What you should do: Give again, word for word, each line below starting at the one that contains "parameters and every" and ending at the one that contains "use crate::request::RequestParameters;".

Supplied data:
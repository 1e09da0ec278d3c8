//! Context-aware application of a filter.
//!
//! The mode is chosen per call from the shape of the context:
//! - `filters` is a mapping → composable: fragments are returned to the
//!   caller, who combines them with AND/OR.
//! - otherwise → legacy: values come from the request parameters and every
//!   fragment is conjoined into the query directly.

use serde_json::{Map, Value};

use super::{Capability, Filter, FilterPass};
use crate::query::Predicate;
use crate::request::RequestParameters;

/// Caller-supplied context for one application.
#[derive(Debug, Default, Clone, Copy)]
pub struct ApplyContext<'a> {
    /// Structured filter values, property → value.
    pub filters: Option<&'a Value>,
    /// Request parameters read in legacy mode.
    pub request: Option<&'a RequestParameters>,
}

impl<'a> ApplyContext<'a> {
    pub fn composable(filters: &'a Value) -> Self {
        Self {
            filters: Some(filters),
            request: None,
        }
    }

    pub fn legacy(request: &'a RequestParameters) -> Self {
        Self {
            filters: None,
            request: Some(request),
        }
    }
}

/// Dispatch mode selected from an [`ApplyContext`].
#[derive(Debug, Clone, Copy)]
pub enum Mode<'a> {
    Legacy(Option<&'a RequestParameters>),
    Composable(&'a Map<String, Value>),
}

impl<'a> Mode<'a> {
    pub fn select(context: &ApplyContext<'a>) -> Self {
        match context.filters {
            Some(Value::Object(filters)) => Mode::Composable(filters),
            Some(_) => {
                tracing::debug!("filter context is not a mapping; falling back to legacy mode");
                Mode::Legacy(context.request)
            }
            None => Mode::Legacy(context.request),
        }
    }
}

/// Apply `filter` to the query.
///
/// In composable mode the generated fragments are conjoined; in legacy mode
/// the request parameters are filtered and conjoined directly.
pub fn apply(filter: &dyn Filter, pass: &mut FilterPass<'_>, context: &ApplyContext<'_>) {
    match Mode::select(context) {
        Mode::Legacy(request) => apply_legacy(filter, pass, request),
        Mode::Composable(filters) => {
            for predicate in generate_composable(filter, pass, filters) {
                pass.query.and_where(predicate);
            }
        }
    }
}

/// Generate the fragments for `context` without conjoining them.
///
/// Parameters and joins are registered on the query; the caller must add
/// every returned fragment exactly once. In legacy mode the filter is
/// applied directly and nothing is returned.
pub fn generate_expressions(
    filter: &dyn Filter,
    pass: &mut FilterPass<'_>,
    context: &ApplyContext<'_>,
) -> Vec<Predicate> {
    match Mode::select(context) {
        Mode::Legacy(request) => {
            apply_legacy(filter, pass, request);
            Vec::new()
        }
        Mode::Composable(filters) => generate_composable(filter, pass, filters),
    }
}

fn generate_composable(
    filter: &dyn Filter,
    pass: &mut FilterPass<'_>,
    filters: &Map<String, Value>,
) -> Vec<Predicate> {
    if filter.capability() != Capability::FragmentGenerating {
        tracing::debug!(
            resource = pass.resource,
            "filter applies directly; skipped in composable mode"
        );
        return Vec::new();
    }

    let mut result = Vec::new();
    for (property, value) in filters {
        let property = filter.core().denormalize_property_name(property);
        if let Some(predicates) = filter.filter_property(&property, value, pass) {
            result.extend(predicates);
        }
    }

    result
}

fn apply_legacy(
    filter: &dyn Filter,
    pass: &mut FilterPass<'_>,
    request: Option<&RequestParameters>,
) {
    let Some(request) = request else {
        return;
    };

    for (property, value) in request.iter() {
        let property = filter.core().denormalize_property_name(property);
        if let Some(predicates) = filter.filter_property(&property, value, pass) {
            for predicate in predicates {
                pass.query.and_where(predicate);
            }
        }
    }
}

Answer space:
//! - otherwise → legacy: values come from the request parameters and every
//!   fragment is conjoined into the query directly.

use serde_json::{Map, Value};

use super::{Capability, Filter, FilterPass};
use crate::query::Predicate;
use crate::request::RequestParameters;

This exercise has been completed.